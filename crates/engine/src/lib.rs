//! Plutus Order Engine
//!
//! Accepts orders against live prices, settles them after a simulated
//! latency against the per-user [`Ledger`], and publishes every lifecycle
//! transition on the event bus. Settlement timing runs through the
//! [`SettlementScheduler`], so tests drive it with a controllable clock
//! instead of real sleeps.

mod engine;
mod error;
mod ledger;
mod scheduler;

pub use engine::{EngineConfig, OrderEngine};
pub use error::{EngineError, LedgerError, Result};
pub use ledger::Ledger;
pub use scheduler::SettlementScheduler;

= = = = =

From the line containing "Plutus Order Engine" to the last line of the records above, please write out every line exactly and add nothing.

- _TASK ANSWER_:
//! Plutus Order Engine
//!
//! Accepts orders against live prices, settles them after a simulated
//! latency against the per-user [`Ledger`], and publishes every lifecycle
//! transition on the event bus. Settlement timing runs through the
//! [`SettlementScheduler`], so tests drive it with a controllable clock
//! instead of real sleeps.

mod engine;
mod error;
mod ledger;
mod scheduler;

pub use engine::{EngineConfig, OrderEngine};
pub use error::{EngineError, LedgerError, Result};
pub use ledger::Ledger;
pub use scheduler::SettlementScheduler;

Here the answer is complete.